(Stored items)
=======
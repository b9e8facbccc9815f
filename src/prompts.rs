// Prompt strings sent to the image model.

pub const STYLE_PREFIX: &str = "High-end luxury fitness photography, dramatic lighting";

pub fn styled_prompt(subject: &str) -> String {
    format!("{STYLE_PREFIX}: {subject}")
}
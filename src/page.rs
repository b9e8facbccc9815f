//! The Empire page as data.
//!
//! A page is a column of blocks. Each block is one reveal target; inside a
//! staggered block every item with a stagger index is a child target of its
//! own. Target ids are handed out in document order so the viewport reports
//! them top to bottom.

use crate::models::{CellId, TargetId};
use crate::reveal::RevealTarget;
use crate::utils::wrapped_rows;
use crate::viewport::RowSpan;

pub const PHONE: &str = "097181 20614";
pub const MAP_URL: &str = "https://www.google.com/maps/search/Empire+Strength+Fitness+Nangloi+Delhi/";
pub const NAV_LINKS: [&str; 3] = ["PHILOSOPHY", "SERVICES", "CONNECT"];

#[derive(Debug, Clone, Copy, PartialEq, Eq)]
pub enum Tone {
    Eyebrow,
    Display,
    Accent,
    Prose,
    Muted,
    Stat,
    Phone,
    Link,
    Cta,
}

#[derive(Debug, Clone, PartialEq, Eq)]
pub enum Body {
    Text { text: String, tone: Tone },
    Image { prompt: String, rows: usize, cell: Option<CellId> },
    Gap,
}

impl Body {
    fn rows(&self, width: usize) -> usize {
        match self {
            Body::Text { text, .. } => wrapped_rows(text, width),
            Body::Image { rows, .. } => *rows,
            Body::Gap => 1,
        }
    }
}

#[derive(Debug, Clone, PartialEq, Eq)]
pub struct Item {
    /// Own target when the item is a staggered child.
    pub target: Option<TargetId>,
    pub stagger: u8,
    pub body: Body,
}

#[derive(Debug, Clone, Copy, PartialEq, Eq)]
pub enum Reveal {
    Always,
    Simple,
    Staggered,
}

#[derive(Debug, Clone, PartialEq, Eq)]
pub struct Block {
    pub id: TargetId,
    pub reveal: Reveal,
    /// Entrance delay in stagger steps for the block itself.
    pub stagger: u8,
    pub centered: bool,
    pub items: Vec<Item>,
}

#[derive(Debug, Clone, PartialEq, Eq)]
pub struct BlockLayout {
    pub span: RowSpan,
    pub items: Vec<RowSpan>,
}

#[derive(Debug, Clone, PartialEq, Eq)]
pub struct PageLayout {
    pub blocks: Vec<BlockLayout>,
    pub height: usize,
}

#[derive(Debug, Clone, Default)]
pub struct Page {
    pub blocks: Vec<Block>,
}

impl Page {
    pub fn builder() -> PageBuilder {
        PageBuilder::default()
    }

    /// Hands every image on the page to `mount` and remembers the cell.
    pub fn mount_media(&mut self, mut mount: impl FnMut(&str) -> CellId) {
        for item in self.blocks.iter_mut().flat_map(|b| b.items.iter_mut()) {
            if let Body::Image { prompt, cell, .. } = &mut item.body {
                if cell.is_none() {
                    *cell = Some(mount(prompt));
                }
            }
        }
    }

    pub fn media(&self) -> Vec<CellId> {
        self.blocks
            .iter()
            .flat_map(|b| b.items.iter())
            .filter_map(|item| match item.body {
                Body::Image { cell, .. } => cell,
                _ => None,
            })
            .collect()
    }

    pub fn reveal_targets(&self) -> Vec<RevealTarget> {
        self.blocks
            .iter()
            .filter_map(|block| match block.reveal {
                Reveal::Always => None,
                Reveal::Simple => Some(RevealTarget::simple(block.id)),
                Reveal::Staggered => Some(RevealTarget::staggered(
                    block.id,
                    block.items.iter().filter_map(|i| i.target).collect(),
                )),
            })
            .collect()
    }

    /// Stacks blocks top to bottom with one blank row after each.
    pub fn layout(&self, width: usize) -> PageLayout {
        let mut row = 0;
        let mut blocks = Vec::with_capacity(self.blocks.len());
        for block in &self.blocks {
            let top = row;
            let items = block
                .items
                .iter()
                .map(|item| {
                    let span = RowSpan::new(row, item.body.rows(width));
                    row = span.bottom();
                    span
                })
                .collect();
            blocks.push(BlockLayout { span: RowSpan::new(top, row - top), items });
            row += 1;
        }
        PageLayout { blocks, height: row }
    }
}

impl PageLayout {
    /// Row spans of every block and every staggered child.
    pub fn spans<'a>(&'a self, page: &'a Page) -> impl Iterator<Item = (TargetId, RowSpan)> + 'a {
        page.blocks.iter().zip(&self.blocks).flat_map(|(block, layout)| {
            std::iter::once((block.id, layout.span)).chain(
                block
                    .items
                    .iter()
                    .zip(&layout.items)
                    .filter_map(|(item, span)| item.target.map(|id| (id, *span))),
            )
        })
    }
}

#[derive(Debug, Default)]
pub struct PageBuilder {
    next: usize,
    blocks: Vec<Block>,
}

impl PageBuilder {
    fn id(&mut self) -> TargetId {
        let id = TargetId(self.next);
        self.next += 1;
        id
    }

    /// Adds a block. Items are `(stagger, body)`; in a staggered block every
    /// item with a non-zero stagger becomes a child target.
    pub fn block(mut self, reveal: Reveal, stagger: u8, centered: bool, items: Vec<(u8, Body)>) -> Self {
        let id = self.id();
        let items = items
            .into_iter()
            .map(|(delay, body)| {
                let target = (reveal == Reveal::Staggered && delay > 0).then(|| self.id());
                Item { target, stagger: delay, body }
            })
            .collect();
        self.blocks.push(Block { id, reveal, stagger, centered, items });
        self
    }

    pub fn build(self) -> Page {
        Page { blocks: self.blocks }
    }
}

pub fn text(tone: Tone, text: impl Into<String>) -> Body {
    Body::Text { text: text.into(), tone }
}

pub fn image(prompt: &str, rows: usize) -> Body {
    Body::Image { prompt: prompt.to_string(), rows, cell: None }
}

impl Page {
    pub fn empire(year: i32) -> Page {
        use Tone::*;

        let services = [
            ("IMPORTED MACHINERY", "Top-tier biomechanically optimized equipment."),
            ("ELITE HIIT ZONE", "Dedicated high-intensity tactical training area."),
            ("CARDIO LOFT", "Expansive range of modern trainers."),
            ("PERSONAL PREP", "1-on-1 body transformation coaching."),
            ("GROUP SYNERGY", "Zumba, Yoga, and Aerobics."),
            ("NUTRITION LAB", "Customized meal planning."),
        ];

        let mut page = Page::builder()
            // home
            .block(Reveal::Always, 0, false, vec![(0, image("Luxury gym interior", 12))])
            .block(
                Reveal::Staggered,
                1,
                true,
                vec![
                    (0, text(Eyebrow, "● 6000 SQ FT ELITE FACILITY")),
                    (0, Body::Gap),
                    (2, text(Display, "BUILT")),
                    (2, text(Accent, "BEYOND")),
                    (3, text(Prose, "Imported machinery, elite discipline, and total transformation.")),
                    (0, Body::Gap),
                    (4, text(Cta, format!("CLAIM YOUR SPOT →  {PHONE}"))),
                ],
            )
            // about
            .block(
                Reveal::Staggered,
                0,
                false,
                vec![
                    (1, image("Gym weights rack", 8)),
                    (2, text(Stat, "6K")),
                    (2, text(Muted, "SQUARE FEET OF PURE IRON")),
                    (3, text(Stat, "15+")),
                    (3, text(Muted, "PRO CERTIFIED STAFF")),
                    (4, image("Athlete training", 8)),
                ],
            )
            .block(
                Reveal::Staggered,
                0,
                false,
                vec![
                    (1, text(Eyebrow, "PHILOSOPHY")),
                    (2, text(Display, "NOT JUST A")),
                    (2, text(Accent, "WORKOUT")),
                    (3, text(Prose, "Sanctuary for those who respect the grind. Elite imported equipment.")),
                    (0, text(Link, "START YOUR EVOLUTION →")),
                ],
            )
            // services
            .block(Reveal::Simple, 0, true, vec![(0, text(Eyebrow, "ARSENAL")), (0, text(Display, "PRO AMENITIES"))]);

        for (i, (title, desc)) in services.into_iter().enumerate() {
            let stagger = (i % 3) as u8 + 1;
            page = page.block(Reveal::Simple, stagger, false, vec![(0, text(Accent, title)), (0, text(Muted, desc))]);
        }

        page
            // contact
            .block(Reveal::Simple, 0, false, vec![(0, text(Eyebrow, "CONNECT")), (0, text(Display, "GET IN THE RING"))])
            .block(
                Reveal::Staggered,
                0,
                false,
                vec![
                    (1, text(Accent, "LOCATION")),
                    (1, text(Prose, "Nangloi Extension, Delhi, 110041")),
                    (1, text(Link, MAP_URL)),
                    (0, Body::Gap),
                    (2, text(Accent, "PHONE")),
                    (2, text(Phone, PHONE)),
                ],
            )
            .block(Reveal::Simple, 0, false, vec![(0, image("Abstract city map", 10))])
            .block(Reveal::Always, 0, true, vec![(0, text(Muted, format!("© {year} EMPIRE FITNESS NANGLOI")))])
            .build()
    }
}
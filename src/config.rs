use config::{Config, ConfigError, Environment, File, FileFormat};
use serde::{Deserialize, Serialize};
use std::fs;
use std::path::{Path, PathBuf};
use std::time::Duration;

use crate::app::Timings;

/// Built-in defaults; also copied to the user config path on first run.
const BLUEPRINT: &str = include_str!("../empire.toml");

#[derive(Debug, Deserialize, Serialize)]
pub struct Settings {
    pub gemini_model: String,
    pub gemini_endpoint: String,
    pub gemini_api_key: Option<String>,
    pub splash_ms: u64,
    pub settle_ms: u64,
    pub stagger_ms: u64,
    pub fade_ms: u64,
    pub reveal_threshold: f32,
    pub generation_timeout_secs: u64,
}

impl Settings {
    pub fn new() -> Result<Self, ConfigError> {
        let user_config_path = get_user_config_path();
        if let Some(path) = &user_config_path {
            ensure_user_config(path);
        }
        Self::load(user_config_path.as_deref(), Path::new("empire.toml"))
    }

    /// Layers, later wins: blueprint, user config, local file, `EMPIRE_*` env.
    pub fn load(user_config: Option<&Path>, local: &Path) -> Result<Self, ConfigError> {
        let mut builder = Config::builder().add_source(File::from_str(BLUEPRINT, FileFormat::Toml));
        if let Some(path) = user_config {
            builder = builder.add_source(File::from(path.to_path_buf()).required(false));
        }
        let s = builder
            .add_source(File::from(local.to_path_buf()).required(false))
            .add_source(Environment::with_prefix("EMPIRE"))
            .build()?;

        let mut settings: Settings = s.try_deserialize()?;
        if settings.gemini_api_key.as_deref().is_none_or(str::is_empty) {
            settings.gemini_api_key = std::env::var("GEMINI_API_KEY").ok().filter(|k| !k.is_empty());
        }
        Ok(settings)
    }

    pub fn timings(&self) -> Timings {
        Timings {
            splash: Duration::from_millis(self.splash_ms),
            settle: Duration::from_millis(self.settle_ms),
            stagger_step: Duration::from_millis(self.stagger_ms),
            fade: Duration::from_millis(self.fade_ms),
            threshold: self.reveal_threshold.clamp(0.0, 1.0),
        }
    }

    pub fn generation_timeout(&self) -> Option<Duration> {
        (self.generation_timeout_secs > 0).then(|| Duration::from_secs(self.generation_timeout_secs))
    }
}

pub fn get_user_config_path() -> Option<PathBuf> {
    let mut path = dirs::home_dir()?;
    path.push(".config");
    path.push("empire");
    path.push("empire.toml");
    Some(path)
}

fn ensure_user_config(path: &Path) {
    if path.exists() {
        return;
    }
    let written = path
        .parent()
        .map_or(Ok(()), fs::create_dir_all)
        .and_then(|_| fs::write(path, BLUEPRINT));
    if let Err(err) = written {
        tracing::warn!(path = %path.display(), error = %err, "could not create user config");
    }
}

pub fn save_api_key(api_key: &str) -> Result<(), anyhow::Error> {
    let user_config_path = get_user_config_path().ok_or_else(|| anyhow::anyhow!("no home directory"))?;
    ensure_user_config(&user_config_path);

    let config_str = fs::read_to_string(&user_config_path).unwrap_or_default();
    let mut doc = config_str.parse::<toml::Table>()?;

    doc.insert("gemini_api_key".to_string(), toml::Value::String(api_key.to_string()));

    fs::write(&user_config_path, doc.to_string())?;

    Ok(())
}

#[cfg(test)]
mod tests {
    use super::*;
    use std::io::Write;

    #[test]
    fn blueprint_defaults() {
        let settings = Settings::load(None, Path::new("does-not-exist.toml")).unwrap();
        assert_eq!(settings.gemini_model, "gemini-2.5-flash-image");
        assert_eq!(settings.splash_ms, 800);
        assert_eq!(settings.settle_ms, 100);
        assert_eq!(settings.reveal_threshold, 0.1);
        assert_eq!(settings.generation_timeout(), Some(Duration::from_secs(90)));

        let timings = settings.timings();
        assert_eq!(timings.splash, Duration::from_millis(800));
        assert_eq!(timings.stagger_step, Duration::from_millis(100));
    }

    #[test]
    fn local_file_overrides() {
        let mut local = tempfile::Builder::new().suffix(".toml").tempfile().unwrap();
        writeln!(local, "splash_ms = 1500\ngeneration_timeout_secs = 0").unwrap();

        let settings = Settings::load(None, local.path()).unwrap();
        assert_eq!(settings.splash_ms, 1500);
        assert_eq!(settings.settle_ms, 100);
        assert_eq!(settings.generation_timeout(), None);
    }
}
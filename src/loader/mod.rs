//! Variant Loader (component A, §4.A).
//!
//! Reads variant positions and kinds from a VCF-like source for one
//! chromosome and produces the two parallel sequences the aggregator (§4.B)
//! consumes: `indel_pos[]`/`indel_len[]` and `snp_pos[]`/`snp_count[]`.

mod freq;
mod indel;
mod sv;

pub use freq::load_snp;
pub use indel::load_indel;
pub use sv::load_sv;

use std::fs::File;
use std::io::{BufRead, BufReader};
use std::path::Path;

use crate::err::InputError;

/// One tab-split VCF data line (header lines starting with `#` are never
/// yielded).
struct VcfLine<'a> {
    fields: Vec<&'a str>,
}

impl<'a> VcfLine<'a> {
    fn parse(line: &'a str) -> Option<Self> {
        if line.is_empty() || line.starts_with('#') {
            return None;
        }
        Some(Self {
            fields: line.split('\t').collect(),
        })
    }

    fn chrom(&self) -> &str {
        self.fields.first().copied().unwrap_or_default()
    }

    fn pos(&self) -> Option<u64> {
        self.fields.get(1)?.parse().ok()
    }

    fn info(&self) -> &str {
        self.fields.get(7).copied().unwrap_or_default()
    }
}

fn open_vcf(path: &Path) -> Result<BufReader<File>, InputError> {
    let file = File::open(path).map_err(|source| InputError::Unreadable {
        path: path.to_path_buf(),
        source,
    })?;
    Ok(BufReader::new(file))
}

fn read_lines(path: &Path) -> Result<impl Iterator<Item = std::io::Result<String>>, InputError> {
    Ok(open_vcf(path)?.lines())
}

/// Extract the value of an `INFO` key (`KEY=value`), if present.
fn info_value<'a>(info: &'a str, key: &str) -> Option<&'a str> {
    info.split(';').find_map(|kv| {
        let (k, v) = kv.split_once('=')?;
        (k == key).then_some(v)
    })
}

fn fail_if_empty(pos: &[u64], path: &Path, chr: &str) -> Result<(), InputError> {
    if pos.is_empty() {
        return Err(InputError::NoVariants {
            path: path.to_path_buf(),
            chr: chr.to_string(),
        });
    }
    Ok(())
}
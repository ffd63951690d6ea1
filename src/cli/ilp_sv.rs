use anyhow::Result;
use tracing::info;

use crate::cli::CommonArgs;
use crate::loader;
use crate::optimize::{Objective, solve_ilp};
use crate::params::Params;
use crate::penalty::annotate_penalties;
use crate::reach::compute_reach;
use crate::reporter::{build_report, print_summary, rewrite_vcf};
use crate::slot::aggregate;

pub fn run_ilp_sv(common: CommonArgs, pos: bool) -> Result<()> {
    let params = Params::try_new(
        common.alpha,
        common.delta,
        common.vcf,
        common.chr,
        common.prefix,
    )?;

    let variants = loader::load_sv(&params.vcf, &params.chr)?;
    info!(count = variants.indel_pos.len(), "loader: loaded SVs");

    let mut slots = aggregate(variants.clone())?;
    info!(slots = slots.len(), "aggregator: done");

    let reach = compute_reach(&slots, &variants, params.alpha)?;
    for (slot, r) in slots.iter_mut().zip(reach) {
        slot.reach = r;
    }
    annotate_penalties(&mut slots);
    info!("reachability + penalty model: done");

    let objective = if pos {
        Objective::PositionCount
    } else {
        Objective::VariantCount
    };
    solve_ilp(&mut slots, params.delta, objective)?;
    info!("optimizer: ILP solve done");

    let report = build_report(&slots);
    print_summary(&report);

    if let Some(prefix) = &params.prefix {
        rewrite_vcf(&params.vcf, &params.chr, &slots, prefix)?;
    }

    Ok(())
}
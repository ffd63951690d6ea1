//! SV-mode loading: `SVTYPE=INS|DEL` + `SVLEN=...` (§4.A).

use std::path::Path;

use tracing::info;

use super::{VcfLine, fail_if_empty, info_value, read_lines};
use crate::err::InputError;
use crate::slot::VariantSet;

/// Parse a VCF for structural insertions and deletions on one chromosome.
/// Any `SVTYPE` beginning with `INS` or `DEL` counts as that class, so
/// subtypes like `INS:ME` or `DEL:ALU` are included (§4.A, §9).
pub fn load_sv(path: &Path, chr: &str) -> Result<VariantSet, InputError> {
    let mut indel_pos = Vec::new();
    let mut indel_len = Vec::new();

    for line in read_lines(path)? {
        let line = line.map_err(|source| InputError::Unreadable {
            path: path.to_path_buf(),
            source,
        })?;
        let Some(vcf_line) = VcfLine::parse(&line) else {
            continue;
        };
        if vcf_line.chrom() != chr {
            continue;
        }

        let info = vcf_line.info();
        let Some(sv_type) = info_value(info, "SVTYPE") else {
            continue;
        };
        let Some(pos) = vcf_line.pos() else {
            continue;
        };
        let Some(sv_len) = info_value(info, "SVLEN").and_then(|v| v.parse::<i64>().ok()) else {
            continue;
        };
        let len = sv_len.unsigned_abs() as i64;

        if sv_type.starts_with("INS") {
            indel_pos.push(pos);
            indel_len.push(len);
        } else if sv_type.starts_with("DEL") {
            indel_pos.push(pos);
            indel_len.push(-len);
        } else {
            continue;
        }
    }

    fail_if_empty(&indel_pos, path, chr)?;
    info!(
        count = indel_pos.len(),
        "loaded structural insertions/deletions"
    );

    Ok(VariantSet {
        indel_pos,
        indel_len,
        snp_pos: Vec::new(),
        snp_count: Vec::new(),
    })
}

#[cfg(test)]
mod tests {
    use super::*;
    use std::io::Write;

    fn write_vcf(contents: &str) -> tempfile::NamedTempFile {
        let mut f = tempfile::NamedTempFile::new().unwrap();
        write!(f, "{contents}").unwrap();
        f
    }

    #[test]
    fn parses_insertions_and_deletions_for_chromosome() {
        let vcf = write_vcf(concat!(
            "#CHROM\tPOS\tID\tREF\tALT\tQUAL\tFILTER\tINFO\n",
            "chr1\t100\t.\tA\t<INS>\t.\t.\tSVTYPE=INS;SVLEN=50\n",
            "chr1\t200\t.\tA\t<DEL>\t.\t.\tSVTYPE=DEL;SVLEN=-300\n",
            "chr2\t300\t.\tA\t<DEL>\t.\t.\tSVTYPE=DEL;SVLEN=-10\n",
        ));
        let variants = load_sv(vcf.path(), "chr1").unwrap();
        assert_eq!(variants.indel_pos, vec![100, 200]);
        assert_eq!(variants.indel_len, vec![50, -300]);
    }

    #[test]
    fn includes_sv_subtypes() {
        let vcf = write_vcf(concat!(
            "chr1\t10\t.\tA\t<INS:ME>\t.\t.\tSVTYPE=INS:ME;SVLEN=20\n",
            "chr1\t20\t.\tA\t<DEL:ALU>\t.\t.\tSVTYPE=DEL:ALU;SVLEN=15\n",
        ));
        let variants = load_sv(vcf.path(), "chr1").unwrap();
        assert_eq!(variants.indel_pos, vec![10, 20]);
        assert_eq!(variants.indel_len, vec![20, -15]);
    }

    #[test]
    fn errors_on_zero_records() {
        let vcf = write_vcf("chr1\t1\t.\tA\tG\t.\t.\t.\n");
        assert!(load_sv(vcf.path(), "chr1").is_err());
    }
}
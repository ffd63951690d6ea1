//! Indel-tagged mode loading: rows carrying the literal `VT=INDEL` substring
//! in INFO (§4.A, §9).

use std::path::Path;

use tracing::info;

use super::{VcfLine, fail_if_empty, read_lines};
use crate::err::InputError;
use crate::slot::VariantSet;

pub fn load_indel(path: &Path, chr: &str) -> Result<VariantSet, InputError> {
    let mut indel_pos = Vec::new();
    let mut indel_len = Vec::new();

    for line in read_lines(path)? {
        let line = line.map_err(|source| InputError::Unreadable {
            path: path.to_path_buf(),
            source,
        })?;
        let Some(vcf_line) = VcfLine::parse(&line) else {
            continue;
        };
        if vcf_line.chrom() != chr {
            continue;
        }
        if !vcf_line.info().contains("VT=INDEL") {
            continue;
        }
        let Some(pos) = vcf_line.pos() else {
            continue;
        };
        let Some(reference) = vcf_line.fields.get(3) else {
            continue;
        };
        let Some(alt) = vcf_line.fields.get(4) else {
            continue;
        };

        let len = alt.len() as i64 - reference.len() as i64;
        if len == 0 {
            continue;
        }

        indel_pos.push(pos);
        indel_len.push(len);
    }

    fail_if_empty(&indel_pos, path, chr)?;
    info!(count = indel_pos.len(), "loaded VT=INDEL tagged records");

    Ok(VariantSet {
        indel_pos,
        indel_len,
        snp_pos: Vec::new(),
        snp_count: Vec::new(),
    })
}

#[cfg(test)]
mod tests {
    use super::*;
    use std::io::Write;

    fn write_vcf(contents: &str) -> tempfile::NamedTempFile {
        let mut f = tempfile::NamedTempFile::new().unwrap();
        write!(f, "{contents}").unwrap();
        f
    }

    #[test]
    fn parses_signed_length_from_ref_alt() {
        let vcf = write_vcf(concat!(
            "chr1\t50\t.\tA\tATTT\t.\t.\tVT=INDEL\n", // insertion, len +3
            "chr1\t60\t.\tATTT\tA\t.\t.\tVT=INDEL\n", // deletion, len -3
        ));
        let variants = load_indel(vcf.path(), "chr1").unwrap();
        assert_eq!(variants.indel_pos, vec![50, 60]);
        assert_eq!(variants.indel_len, vec![3, -3]);
    }

    #[test]
    fn ignores_rows_without_vt_indel_tag_even_if_lengths_differ() {
        let vcf = write_vcf("chr1\t50\t.\tA\tATTT\t.\t.\tDP=10\n");
        assert!(load_indel(vcf.path(), "chr1").is_err());
    }

    #[test]
    fn discards_zero_length_differences() {
        let vcf = write_vcf(concat!(
            "chr1\t50\t.\tA\tT\t.\t.\tVT=INDEL\n",
            "chr1\t60\t.\tA\tATT\t.\t.\tVT=INDEL\n",
        ));
        let variants = load_indel(vcf.path(), "chr1").unwrap();
        assert_eq!(variants.indel_pos, vec![60]);
    }
}
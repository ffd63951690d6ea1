use criterion::{Criterion, criterion_group, criterion_main};

use vargraph_reduce::reach::compute_reach;
use vargraph_reduce::slot::{Slot, VariantSet};

fn slot_at(pos: u64) -> Slot {
    Slot {
        pos,
        count: 1,
        snp_count: 1,
        max_ins: 0,
        max_del: 0,
        snp_present: true,
        penalty: 0,
        reach: 0,
        retained: false,
    }
}

/// A chromosome-scale slot sequence with a deletion shortcut roughly every
/// 200 positions, representative of real variant density.
fn synthetic_chromosome(n: u64) -> (Vec<Slot>, VariantSet) {
    let slots: Vec<Slot> = (1..=n).map(slot_at).collect();
    let mut indel_pos = Vec::new();
    let mut indel_len = Vec::new();
    let mut pos = 200;
    while pos < n {
        indel_pos.push(pos);
        indel_len.push(-50i64);
        pos += 200;
    }
    let variants = VariantSet {
        indel_pos,
        indel_len,
        snp_pos: Vec::new(),
        snp_count: Vec::new(),
    };
    (slots, variants)
}

fn bench_compute_reach(c: &mut Criterion) {
    let (slots, variants) = synthetic_chromosome(50_000);
    c.bench_function("compute_reach/50k/alpha=100", |b| {
        b.iter(|| compute_reach(&slots, &variants, 100).unwrap())
    });
}

criterion_group!(benches, bench_compute_reach);
criterion_main!(benches);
=======
• Work required
Scan the records for the word "written", and copy each line where it is found.

• Response area
    let written = path
    if let Err(err) = written {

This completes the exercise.